La iniciativa también se apoya en indicadores sanitarios que muestran altos niveles de sobrepeso y obesidad en la población argentina.
Los fundamentos señalan que más de la mitad de los adultos presenta exceso de peso y que la problemática también afecta a una proporción significativa de niños y adolescentes.
Asimismo, advierten sobre el elevado consumo de bebidas azucaradas y productos ultraprocesados, una tendencia que, según sostienen, contribuye al aumento de enfermedades crónicas no transmisibles como la diabetes, la hipertensión y diversas patologías cardiovasculares.
El proyecto establece que la autoridad de aplicación será definida por el Poder Ejecutivo Nacional y tendrá a su cargo la fiscalización y reglamentación de la norma.
Además, prevé que las sanciones por incumplimiento se rijan por el mismo régimen ya contemplado en la Ley de Etiquetado Frontal.
En caso de aprobarse, los comercios alcanzados tendrían un plazo de 90 días desde la reglamentación para adecuar la ubicación de los productos y cumplir con las nuevas exigencias.

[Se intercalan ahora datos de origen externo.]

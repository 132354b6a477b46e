//! Marks records for the two paper layouts

use serde::{Deserialize, Serialize};
use std::fmt;
use std::str::FromStr;

/// A raw mark as entered by the user. `None` means "not yet entered".
pub type RawMark = Option<f64>;

/// The two fixed paper layouts
#[derive(Debug, Clone, Copy, PartialEq, Eq, Hash, Serialize, Deserialize)]
#[serde(rename_all = "lowercase")]
pub enum Layout {
    /// Theory paper: internal out of 40, external counts 60
    Theory,
    /// Integrated paper: internal out of 50, external counts 50
    Integrated,
}

impl Layout {
    /// Maximum internal total for this layout
    #[must_use]
    pub const fn max_total(self) -> f64 {
        match self {
            Self::Theory => 40.0,
            Self::Integrated => 50.0,
        }
    }

    /// Weight of the 100-mark external exam in the final percentage
    #[must_use]
    pub const fn external_weight(self) -> f64 {
        match self {
            Self::Theory => 60.0,
            Self::Integrated => 50.0,
        }
    }

    /// Lowercase name used in snapshots and on the command line
    #[must_use]
    pub const fn as_str(self) -> &'static str {
        match self {
            Self::Theory => "theory",
            Self::Integrated => "integrated",
        }
    }
}

impl FromStr for Layout {
    type Err = String;

    fn from_str(s: &str) -> Result<Self, Self::Err> {
        match s.trim().to_lowercase().as_str() {
            "theory" | "t" => Ok(Self::Theory),
            "integrated" | "int" | "i" => Ok(Self::Integrated),
            _ => Err(format!("Unknown paper type: {s}")),
        }
    }
}

impl fmt::Display for Layout {
    fn fmt(&self, f: &mut fmt::Formatter<'_>) -> fmt::Result {
        f.write_str(self.as_str())
    }
}

/// Raw marks for a Theory paper
#[derive(Debug, Clone, Copy, Default, PartialEq, Serialize, Deserialize)]
#[serde(deny_unknown_fields)]
pub struct TheoryMarks {
    /// CIE 1 (out of 50)
    pub cie1: RawMark,
    /// CIE 2 (out of 50)
    pub cie2: RawMark,
    /// Assignment 1 (out of 10)
    pub assignment1: RawMark,
    /// Assignment 2 (out of 10)
    pub assignment2: RawMark,
    /// Assignment 3 (out of 10)
    pub assignment3: RawMark,
    /// Model exam (out of 100)
    pub model: RawMark,
}

impl TheoryMarks {
    /// Field names in weight-table order
    pub const FIELDS: [&'static str; 6] = [
        "cie1",
        "cie2",
        "assignment1",
        "assignment2",
        "assignment3",
        "model",
    ];

    /// Field values in weight-table order
    #[must_use]
    pub const fn values(&self) -> [RawMark; 6] {
        [
            self.cie1,
            self.cie2,
            self.assignment1,
            self.assignment2,
            self.assignment3,
            self.model,
        ]
    }
}

/// Raw marks for an Integrated paper
#[derive(Debug, Clone, Copy, Default, PartialEq, Serialize, Deserialize)]
#[serde(deny_unknown_fields)]
pub struct IntegratedMarks {
    /// CIE 1 (out of 50)
    pub cie1: RawMark,
    /// CIE 2 (out of 50)
    pub cie2: RawMark,
    /// CIE 3 / model (out of 100)
    pub cie3: RawMark,
    /// Practical 1 (out of 50)
    pub practical1: RawMark,
    /// Practical 2 (out of 50)
    pub practical2: RawMark,
    /// Practical 3 (out of 100)
    pub practical3: RawMark,
}

impl IntegratedMarks {
    /// Field names in weight-table order
    pub const FIELDS: [&'static str; 6] = [
        "cie1",
        "cie2",
        "cie3",
        "practical1",
        "practical2",
        "practical3",
    ];

    /// Field values in weight-table order
    #[must_use]
    pub const fn values(&self) -> [RawMark; 6] {
        [
            self.cie1,
            self.cie2,
            self.cie3,
            self.practical1,
            self.practical2,
            self.practical3,
        ]
    }
}

/// Marks for either layout.
///
/// Serialized as the bare field record; the layout travels separately
/// (see the snapshot `type` field).
#[derive(Debug, Clone, Copy, PartialEq, Serialize, Deserialize)]
#[serde(untagged)]
pub enum PaperMarks {
    /// Theory layout marks
    Theory(TheoryMarks),
    /// Integrated layout marks
    Integrated(IntegratedMarks),
}

impl PaperMarks {
    /// The layout these marks belong to
    #[must_use]
    pub const fn layout(&self) -> Layout {
        match self {
            Self::Theory(_) => Layout::Theory,
            Self::Integrated(_) => Layout::Integrated,
        }
    }

    /// Field names in weight-table order
    #[must_use]
    pub const fn field_names(&self) -> [&'static str; 6] {
        match self {
            Self::Theory(_) => TheoryMarks::FIELDS,
            Self::Integrated(_) => IntegratedMarks::FIELDS,
        }
    }

    /// Field values in weight-table order
    #[must_use]
    pub const fn values(&self) -> [RawMark; 6] {
        match self {
            Self::Theory(m) => m.values(),
            Self::Integrated(m) => m.values(),
        }
    }
}

impl From<TheoryMarks> for PaperMarks {
    fn from(marks: TheoryMarks) -> Self {
        Self::Theory(marks)
    }
}

impl From<IntegratedMarks> for PaperMarks {
    fn from(marks: IntegratedMarks) -> Self {
        Self::Integrated(marks)
    }
}

#[cfg(test)]
mod tests {
    use super::*;

    #[test]
    fn test_layout_totals_and_external_weights_sum_to_100() {
        for layout in [Layout::Theory, Layout::Integrated] {
            let sum = layout.max_total() + layout.external_weight();
            assert!((sum - 100.0).abs() < f64::EPSILON);
        }
    }

    #[test]
    fn test_layout_from_str() {
        assert_eq!("Theory".parse::<Layout>(), Ok(Layout::Theory));
        assert_eq!("int".parse::<Layout>(), Ok(Layout::Integrated));
        assert!("lab".parse::<Layout>().is_err());
    }

    #[test]
    fn test_default_marks_are_absent() {
        let marks = TheoryMarks::default();
        assert!(marks.values().iter().all(Option::is_none));
    }

    #[test]
    fn test_paper_marks_layout_and_fields() {
        let marks = PaperMarks::from(IntegratedMarks {
            cie3: Some(90.0),
            ..IntegratedMarks::default()
        });

        assert_eq!(marks.layout(), Layout::Integrated);
        assert_eq!(marks.field_names()[2], "cie3");
        assert_eq!(marks.values()[2], Some(90.0));
    }

    #[test]
    fn test_untagged_deserialize_picks_layout_by_fields() {
        let json = r#"{"cie1":40,"cie2":null,"cie3":90,"practical1":null,"practical2":null,"practical3":null}"#;
        let marks: PaperMarks = serde_json::from_str(json).expect("parse marks");
        assert_eq!(marks.layout(), Layout::Integrated);

        let json = r#"{"cie1":40,"cie2":null,"assignment1":9,"assignment2":null,"assignment3":null,"model":85}"#;
        let marks: PaperMarks = serde_json::from_str(json).expect("parse marks");
        assert_eq!(marks.layout(), Layout::Theory);
    }
}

La presentación del proyecto suma un nuevo capítulo a la discusión sobre las políticas alimentarias en Argentina. Mientras algunos sectores impulsan cambios o incluso la derogación de la Ley de Etiquetado Frontal, la propuesta de Unión por la Patria avanza en sentido contrario y plantea profundizar las restricciones sobre la promoción de productos considerados no saludables.
El debate promete volver a ocupar un lugar central en el Congreso, donde se enfrentan distintas visiones sobre el rol del Estado en la promoción de hábitos alimentarios saludables y en la regulación de las estrategias comerciales utilizadas por la industria alimenticia.